Стало быть, пейзаж – это явление, затрагивающее главным образом человека (а возможно, и любое живое существо), но в то же время не поддающееся никакому определению. И в конечном итоге только философское размышление способно раскрыть его истинный смысл.

В лекциях об «Основных понятиях метафизики» Хайдеггер пытается охарактеризовать сущностную структуру человека как переход от «скудомирия» животного к бытию-в-мире, определяющему Dasein. На нескольких страницах, отсылающих к трудам Якоба фон Икскюля и других зоологов, он с необычайной проницательностью описывает и анализирует связь животного с его окружением (Um we It). Животное скудомирно (weltarm), поскольку оно замкнуто в непосредственном взаимоотношении с рядом элементов (Хайдеггер называет их «высвобождениями»33, а Икскюль говорит о «носителях значения»), выделяемых из окружающей среды благодаря органам чувств. Связь с этими высвобождениями настолько тесная и всеохватная, что животное буквально цепенеет, оказывается «объятым» ими. В качестве наглядного примера Хайдеггер рассматривает лабораторный эксперимент над пчелой, которую помещают перед блюдцем с мёдом. Если после того как пчела начала всасывать мёд, отсечь ей брюшко, она невозмутимо продолжает сосать, а мёд тем временем вытекает из её же рассечённого брюшка. Пчела настолько поглощена своим высвобождением, что не способна себя ему противопоставить, воспринять его как нечто, существующее объективно, само по себе. Конечно, по сравнению с камнем, полностью лишённым мира, животное всё же в некоторой степени открыто для своих высвобождений, однако увидеть их как таковые оно не в состоянии. «Животное поведение, – пишет Хайдеггер, – никогда не является внятием чего-то как чего-то»34. Именно поэтому животное остаётся закольцованным в собственной окружающей среде и не может открыться для мира.

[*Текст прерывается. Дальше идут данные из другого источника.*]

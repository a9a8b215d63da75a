//! Local history for the Infinity gateway
//!
//! Keeps the most recent calculations (50) and analyses (20) plus user
//! preferences in a JSON file. The store is a plain owned value: whoever
//! needs it opens it and passes it along.

pub mod bounded;
pub mod entry;
pub mod error;
pub mod store;

pub use bounded::BoundedHistory;
pub use entry::{HistoryEntry, Preferences};
pub use error::{HistoryError, Result};
pub use store::{ANALYSIS_CAPACITY, CALCULATION_CAPACITY, HistoryStore};
//! Generative-language provider abstraction for the Infinity gateway
//!
//! This crate provides provider-agnostic abstractions for requesting
//! completions from a Large Language Model. It includes:
//!
//! - Message types for LLM communication
//! - Completion request/response types, including JSON response formats
//! - Provider trait for LLM implementations, with a reachability probe
//! - The OpenAI chat-completions provider

pub mod completion;
pub mod error;
pub mod messages;
pub mod provider;
pub mod providers;

// Re-export main types
pub use completion::{
    CompletionRequest, CompletionResponse, ResponseFormat, StopReason, TokenUsage,
};
pub use error::{LLMError, Result};
pub use messages::{Message, Role};
pub use provider::LLMProvider;
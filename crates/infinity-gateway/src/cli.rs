//! Command-line arguments

use clap::{Parser, Subcommand, ValueEnum};
use std::net::SocketAddr;
use std::path::PathBuf;

#[derive(Parser, Debug)]
#[command(name = "infinity")]
#[command(about = "Market data and AI trading analysis gateway", long_about = None)]
#[command(version)]
pub struct Cli {
    /// History file (overrides INFINITY_HISTORY_PATH)
    #[arg(long, global = true)]
    pub history: Option<PathBuf>,

    /// Emit logs as JSON
    #[arg(long, global = true)]
    pub json_logs: bool,

    #[command(subcommand)]
    pub command: Command,
}

#[derive(Subcommand, Debug)]
pub enum Command {
    /// Run the HTTP gateway
    Serve {
        /// Listen address (overrides INFINITY_LISTEN_ADDR)
        #[arg(long)]
        listen: Option<SocketAddr>,
    },

    /// Fetch a quote and record it
    Quote {
        /// Instrument code, e.g. XAUUSD
        symbol: Option<String>,
    },

    /// Request an AI analysis and record it
    Analyze {
        #[arg(long, default_value = "XAUUSD")]
        symbol: String,

        #[arg(long, default_value = "H1")]
        timeframe: String,

        /// Swing high for Fibonacci levels
        #[arg(long, allow_hyphen_values = true)]
        high: Option<String>,

        /// Swing low for Fibonacci levels
        #[arg(long, allow_hyphen_values = true)]
        low: Option<String>,

        /// Free-text instruction
        #[arg(long)]
        prompt: Option<String>,
    },

    /// Show or clear recorded history
    History {
        #[arg(value_enum, default_value_t = HistoryKind::Calculations)]
        kind: HistoryKind,

        /// Remove every entry of this kind
        #[arg(long)]
        clear: bool,
    },

    /// Show or update default preferences
    Prefs {
        #[arg(long)]
        account_size: Option<f64>,

        #[arg(long)]
        risk_percent: Option<f64>,

        /// Calculator shown first, e.g. fibonacci
        #[arg(long)]
        calculator: Option<String>,
    },
}

#[derive(ValueEnum, Debug, Clone, Copy, PartialEq, Eq)]
pub enum HistoryKind {
    Calculations,
    Analyses,
}
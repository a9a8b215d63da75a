//! Fixed-capacity, most-recent-first sequence

use std::collections::VecDeque;

/// Keeps at most `capacity` items, newest at the front
#[derive(Debug, Clone, PartialEq)]
pub struct BoundedHistory<T> {
    entries: VecDeque<T>,
    capacity: usize,
}

impl<T> BoundedHistory<T> {
    pub fn new(capacity: usize) -> Self {
        Self {
            entries: VecDeque::with_capacity(capacity),
            capacity,
        }
    }

    /// Rebuild from items already ordered newest first, dropping the excess
    pub fn from_newest_first(capacity: usize, items: impl IntoIterator<Item = T>) -> Self {
        Self {
            entries: items.into_iter().take(capacity).collect(),
            capacity,
        }
    }

    /// Insert at the front, evicting from the tail
    pub fn push(&mut self, item: T) {
        self.entries.push_front(item);
        self.entries.truncate(self.capacity);
    }

    pub fn clear(&mut self) {
        self.entries.clear();
    }

    /// Items, newest first
    pub fn iter(&self) -> impl ExactSizeIterator<Item = &T> {
        self.entries.iter()
    }

    pub fn len(&self) -> usize {
        self.entries.len()
    }

    pub fn is_empty(&self) -> bool {
        self.entries.is_empty()
    }
}
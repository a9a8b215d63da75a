//! Symbol resolution
//!
//! Maps a user-facing instrument code such as `XAUUSD` to the currency pair
//! the upstream provider expects.

use serde::{Deserialize, Serialize};

/// Instruments with an explicit provider mapping
const KNOWN_PAIRS: &[(&str, &str, &str)] = &[
    ("XAUUSD", "XAU", "USD"),
    ("XAGUSD", "XAG", "USD"),
    ("BTCUSD", "BTC", "USD"),
    ("ETHUSD", "ETH", "USD"),
    ("EURUSD", "EUR", "USD"),
    ("GBPUSD", "GBP", "USD"),
    ("USDJPY", "USD", "JPY"),
    ("AUDUSD", "AUD", "USD"),
];

/// Tickers served by the digital-currency endpoint
const CRYPTO_TICKERS: &[&str] = &["BTC", "ETH"];

/// Symbol used when a caller does not name one
pub const DEFAULT_SYMBOL: &str = "XAUUSD";

/// Provider parameters for one instrument
#[derive(Debug, Clone, PartialEq, Eq, Serialize, Deserialize)]
pub struct CurrencyPair {
    /// Base currency (`from_symbol` / `symbol` upstream)
    pub base: String,
    /// Quote currency (`to_symbol` / `market` upstream)
    pub quote: String,
}

impl CurrencyPair {
    pub fn new(base: impl Into<String>, quote: impl Into<String>) -> Self {
        Self {
            base: base.into(),
            quote: quote.into(),
        }
    }
}

/// Resolve a symbol to its currency pair
///
/// Known instruments use the static table; anything else is split into its
/// first three and next three characters. Short inputs yield an empty quote
/// currency rather than an error.
pub fn resolve(symbol: &str) -> CurrencyPair {
    if let Some((_, base, quote)) = KNOWN_PAIRS.iter().find(|(code, _, _)| *code == symbol) {
        return CurrencyPair::new(*base, *quote);
    }

    let base: String = symbol.chars().take(3).collect();
    let quote: String = symbol.chars().skip(3).take(3).collect();
    CurrencyPair::new(base, quote)
}

/// Whether the symbol names a crypto asset the provider can serve
pub fn is_crypto(symbol: &str) -> bool {
    CRYPTO_TICKERS.iter().any(|ticker| symbol.contains(ticker))
}

/// Normalize caller input: trim, upper-case, default when blank
pub fn normalize(symbol: Option<&str>) -> String {
    match symbol.map(str::trim) {
        Some(s) if !s.is_empty() => s.to_uppercase(),
        _ => DEFAULT_SYMBOL.to_string(),
    }
}

#[cfg(test)]
mod tests {
    use super::*;

    #[test]
    fn test_known_symbols() {
        assert_eq!(resolve("XAUUSD"), CurrencyPair::new("XAU", "USD"));
        assert_eq!(resolve("USDJPY"), CurrencyPair::new("USD", "JPY"));
        assert_eq!(resolve("ETHUSD"), CurrencyPair::new("ETH", "USD"));
    }

    #[test]
    fn test_unknown_symbols_split_three_and_three() {
        assert_eq!(resolve("NZDCAD"), CurrencyPair::new("NZD", "CAD"));
        // Extra characters are ignored
        assert_eq!(resolve("USDCHFX"), CurrencyPair::new("USD", "CHF"));
        // Short inputs leave the quote currency empty
        assert_eq!(resolve("XRP"), CurrencyPair::new("XRP", ""));
        assert_eq!(resolve("AB"), CurrencyPair::new("AB", ""));
        assert_eq!(resolve("SOLUS"), CurrencyPair::new("SOL", "US"));
        assert_eq!(resolve(""), CurrencyPair::new("", ""));
    }

    #[test]
    fn test_resolution_is_case_sensitive() {
        // Lower-case input is not in the table and goes through the split
        assert_eq!(resolve("usdjpy"), CurrencyPair::new("usd", "jpy"));
    }

    #[test]
    fn test_crypto_detection() {
        assert!(is_crypto("BTCUSD"));
        assert!(is_crypto("ETHEUR"));
        assert!(is_crypto("USDBTC"));
        assert!(!is_crypto("XAUUSD"));
        assert!(!is_crypto("SOLUSD"));
    }

    #[test]
    fn test_normalize() {
        assert_eq!(normalize(Some(" eurusd ")), "EURUSD");
        assert_eq!(normalize(Some("")), DEFAULT_SYMBOL);
        assert_eq!(normalize(None), DEFAULT_SYMBOL);
    }
}
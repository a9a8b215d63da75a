//! File-backed history store

use crate::bounded::BoundedHistory;
use crate::entry::{HistoryEntry, Preferences};
use crate::error::{HistoryError, Result};
use serde::{Deserialize, Serialize};
use std::fs;
use std::path::{Path, PathBuf};
use tracing::{debug, info};

pub const CALCULATION_CAPACITY: usize = 50;
pub const ANALYSIS_CAPACITY: usize = 20;

/// On-disk layout
#[derive(Debug, Default, Serialize, Deserialize)]
#[serde(rename_all = "camelCase", default)]
struct Snapshot {
    preferences: Preferences,
    recent_calculations: Vec<HistoryEntry>,
    ai_analysis_history: Vec<HistoryEntry>,
}

/// Recent calculations and analyses, most recent first
///
/// Every mutation is written through to the backing file (if any), so the
/// contents survive restarts. Entries are only removed by eviction or an
/// explicit clear.
#[derive(Debug)]
pub struct HistoryStore {
    path: Option<PathBuf>,
    calculations: BoundedHistory<HistoryEntry>,
    analyses: BoundedHistory<HistoryEntry>,
    preferences: Preferences,
}

impl HistoryStore {
    /// Store that is never persisted
    pub fn in_memory() -> Self {
        Self {
            path: None,
            calculations: BoundedHistory::new(CALCULATION_CAPACITY),
            analyses: BoundedHistory::new(ANALYSIS_CAPACITY),
            preferences: Preferences::default(),
        }
    }

    /// Open the store backed by `path`, starting empty if the file is absent
    pub fn open(path: impl AsRef<Path>) -> Result<Self> {
        let path = path.as_ref().to_path_buf();

        let snapshot = match fs::read_to_string(&path) {
            Ok(content) => {
                serde_json::from_str(&content).map_err(|source| HistoryError::Corrupt {
                    path: path.clone(),
                    source,
                })?
            }
            Err(e) if e.kind() == std::io::ErrorKind::NotFound => {
                debug!(path = %path.display(), "No history file yet");
                Snapshot::default()
            }
            Err(source) => return Err(HistoryError::Io { path, source }),
        };

        let store = Self {
            calculations: BoundedHistory::from_newest_first(
                CALCULATION_CAPACITY,
                snapshot.recent_calculations,
            ),
            analyses: BoundedHistory::from_newest_first(
                ANALYSIS_CAPACITY,
                snapshot.ai_analysis_history,
            ),
            preferences: snapshot.preferences,
            path: Some(path),
        };

        info!(
            calculations = store.calculations.len(),
            analyses = store.analyses.len(),
            "History loaded"
        );
        Ok(store)
    }

    pub fn path(&self) -> Option<&Path> {
        self.path.as_deref()
    }

    pub fn append_calculation(&mut self, entry: HistoryEntry) -> Result<()> {
        let mut calculations = self.calculations.clone();
        calculations.push(entry);
        self.write(&calculations, &self.analyses, &self.preferences)?;
        self.calculations = calculations;
        Ok(())
    }

    pub fn append_analysis(&mut self, entry: HistoryEntry) -> Result<()> {
        let mut analyses = self.analyses.clone();
        analyses.push(entry);
        self.write(&self.calculations, &analyses, &self.preferences)?;
        self.analyses = analyses;
        Ok(())
    }

    pub fn clear_calculations(&mut self) -> Result<()> {
        let calculations = BoundedHistory::new(CALCULATION_CAPACITY);
        self.write(&calculations, &self.analyses, &self.preferences)?;
        self.calculations = calculations;
        Ok(())
    }

    pub fn clear_analyses(&mut self) -> Result<()> {
        let analyses = BoundedHistory::new(ANALYSIS_CAPACITY);
        self.write(&self.calculations, &analyses, &self.preferences)?;
        self.analyses = analyses;
        Ok(())
    }

    /// Calculations, most recent first
    pub fn calculations(&self) -> impl ExactSizeIterator<Item = &HistoryEntry> {
        self.calculations.iter()
    }

    /// Analyses, most recent first
    pub fn analyses(&self) -> impl ExactSizeIterator<Item = &HistoryEntry> {
        self.analyses.iter()
    }

    pub fn preferences(&self) -> &Preferences {
        &self.preferences
    }

    /// Set the default account size; must be positive
    pub fn set_default_account_size(&mut self, size: f64) -> Result<()> {
        if !size.is_finite() || size <= 0.0 {
            return Err(HistoryError::InvalidPreference {
                name: "defaultAccountSize",
                detail: format!("{size} is not a positive amount"),
            });
        }
        self.update_preferences(|prefs| prefs.default_account_size = size)
    }

    /// Set the default risk; must lie in (0, 100]
    pub fn set_default_risk_percent(&mut self, percent: f64) -> Result<()> {
        if !percent.is_finite() || percent <= 0.0 || percent > 100.0 {
            return Err(HistoryError::InvalidPreference {
                name: "defaultRiskPercent",
                detail: format!("{percent} outside (0, 100]"),
            });
        }
        self.update_preferences(|prefs| prefs.default_risk_percent = percent)
    }

    /// Remember the calculator shown first; must not be blank
    pub fn set_selected_calculator(&mut self, id: &str) -> Result<()> {
        let id = id.trim();
        if id.is_empty() {
            return Err(HistoryError::InvalidPreference {
                name: "selectedCalculator",
                detail: "calculator id is blank".to_string(),
            });
        }
        self.update_preferences(|prefs| prefs.selected_calculator = id.to_string())
    }

    fn update_preferences(&mut self, change: impl FnOnce(&mut Preferences)) -> Result<()> {
        let mut preferences = self.preferences.clone();
        change(&mut preferences);
        self.write(&self.calculations, &self.analyses, &preferences)?;
        self.preferences = preferences;
        Ok(())
    }

    /// Write a snapshot atomically (temp file, then rename)
    ///
    /// Callers stage their change on copies and only install it once this
    /// returns `Ok`, so a failed write leaves memory matching the disk.
    fn write(
        &self,
        calculations: &BoundedHistory<HistoryEntry>,
        analyses: &BoundedHistory<HistoryEntry>,
        preferences: &Preferences,
    ) -> Result<()> {
        let Some(path) = &self.path else {
            return Ok(());
        };

        let snapshot = Snapshot {
            preferences: preferences.clone(),
            recent_calculations: calculations.iter().cloned().collect(),
            ai_analysis_history: analyses.iter().cloned().collect(),
        };
        let json = serde_json::to_string_pretty(&snapshot)?;

        let io_err = |source| HistoryError::Io {
            path: path.clone(),
            source,
        };

        if let Some(parent) = path.parent().filter(|p| !p.as_os_str().is_empty()) {
            fs::create_dir_all(parent).map_err(io_err)?;
        }

        let tmp = path.with_extension("tmp");
        fs::write(&tmp, json).map_err(io_err)?;
        fs::rename(&tmp, path).map_err(io_err)?;

        debug!(path = %path.display(), "History saved");
        Ok(())
    }
}
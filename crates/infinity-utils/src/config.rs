//! Configuration management utilities

use crate::LogFormat;
use serde::{Deserialize, Serialize};
use std::net::SocketAddr;
use std::path::PathBuf;
use thiserror::Error;

const DEFAULT_LISTEN_ADDR: &str = "0.0.0.0:3000";
const DEFAULT_HISTORY_FILE: &str = "infinity-history.json";

/// Configuration errors
#[derive(Debug, Error)]
pub enum ConfigError {
    /// A value could not be parsed
    #[error("Invalid value for {key}: {detail}")]
    InvalidValue { key: String, detail: String },
}

/// Read an environment variable, treating blank values as unset
pub fn env_var(key: &str) -> Option<String> {
    std::env::var(key)
        .ok()
        .map(|v| v.trim().to_string())
        .filter(|v| !v.is_empty())
}

/// Read an environment variable or fall back to a default
pub fn env_or(key: &str, default: &str) -> String {
    env_var(key).unwrap_or_else(|| default.to_string())
}

/// Main configuration structure
#[derive(Debug, Clone, Serialize, Deserialize)]
pub struct Config {
    /// Application name
    pub app_name: String,
    /// Environment (dev, prod, etc.)
    pub environment: String,
    /// Address the HTTP server binds to
    pub listen_addr: SocketAddr,
    /// File backing the local history store
    pub history_path: PathBuf,
    /// Log output format
    #[serde(skip)]
    pub log_format: LogFormat,
}

impl Default for Config {
    fn default() -> Self {
        Self {
            app_name: "infinity-gateway".to_string(),
            environment: "development".to_string(),
            listen_addr: SocketAddr::from(([0, 0, 0, 0], 3000)),
            history_path: PathBuf::from(DEFAULT_HISTORY_FILE),
            log_format: LogFormat::Pretty,
        }
    }
}

impl Config {
    /// Load configuration from `INFINITY_*` environment variables
    ///
    /// - `INFINITY_ENV` (default `development`)
    /// - `INFINITY_LISTEN_ADDR` (default `0.0.0.0:3000`)
    /// - `INFINITY_HISTORY_PATH` (default `infinity-history.json`)
    /// - `INFINITY_LOG_FORMAT` (`pretty` or `json`; production defaults to `json`)
    pub fn from_env() -> Result<Self, ConfigError> {
        let defaults = Self {
            environment: env_or("INFINITY_ENV", "development"),
            ..Self::default()
        };
        let default_format = if defaults.is_production() {
            LogFormat::Json
        } else {
            defaults.log_format
        };

        let listen_addr = env_or("INFINITY_LISTEN_ADDR", DEFAULT_LISTEN_ADDR)
            .parse()
            .map_err(|e: std::net::AddrParseError| ConfigError::InvalidValue {
                key: "INFINITY_LISTEN_ADDR".to_string(),
                detail: e.to_string(),
            })?;

        let log_format = match env_var("INFINITY_LOG_FORMAT") {
            Some(raw) => raw.parse().map_err(|detail| ConfigError::InvalidValue {
                key: "INFINITY_LOG_FORMAT".to_string(),
                detail,
            })?,
            None => default_format,
        };

        Ok(Self {
            app_name: defaults.app_name,
            environment: defaults.environment,
            listen_addr,
            history_path: env_var("INFINITY_HISTORY_PATH")
                .map(PathBuf::from)
                .unwrap_or(defaults.history_path),
            log_format,
        })
    }

    /// Whether the process runs in a production environment
    pub fn is_production(&self) -> bool {
        self.environment.eq_ignore_ascii_case("production")
    }
}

В основе этого лекционного курса лежит философский вопрос о границе (то есть о радикальном разобщении и вместе с тем потрясающей сопредельности) между животным и человеком. Каким образом человеку открывается такое явление, как мир? На самом деле переход от окружающей среды к миру – это не просто переход от закрытого к открытому. Животное не только не видит открытого, то есть сущего в разомкнутом бытии, но и не ощущает собственной нераскрытое™, не чувствует оцепенения и погружённости в свои же высвобождающие элементы. Взмывая в небо, жаворонок «не видит открытого», но и соотнести себя с собственной закрытостью он не может. «Животное, – по словам Хайдеггера, – исключено из сущностной сферы борьбы между несокрытостью и сокрытостью»35. Открытие мира начинается в человеке именно с ощущения нераскрытости.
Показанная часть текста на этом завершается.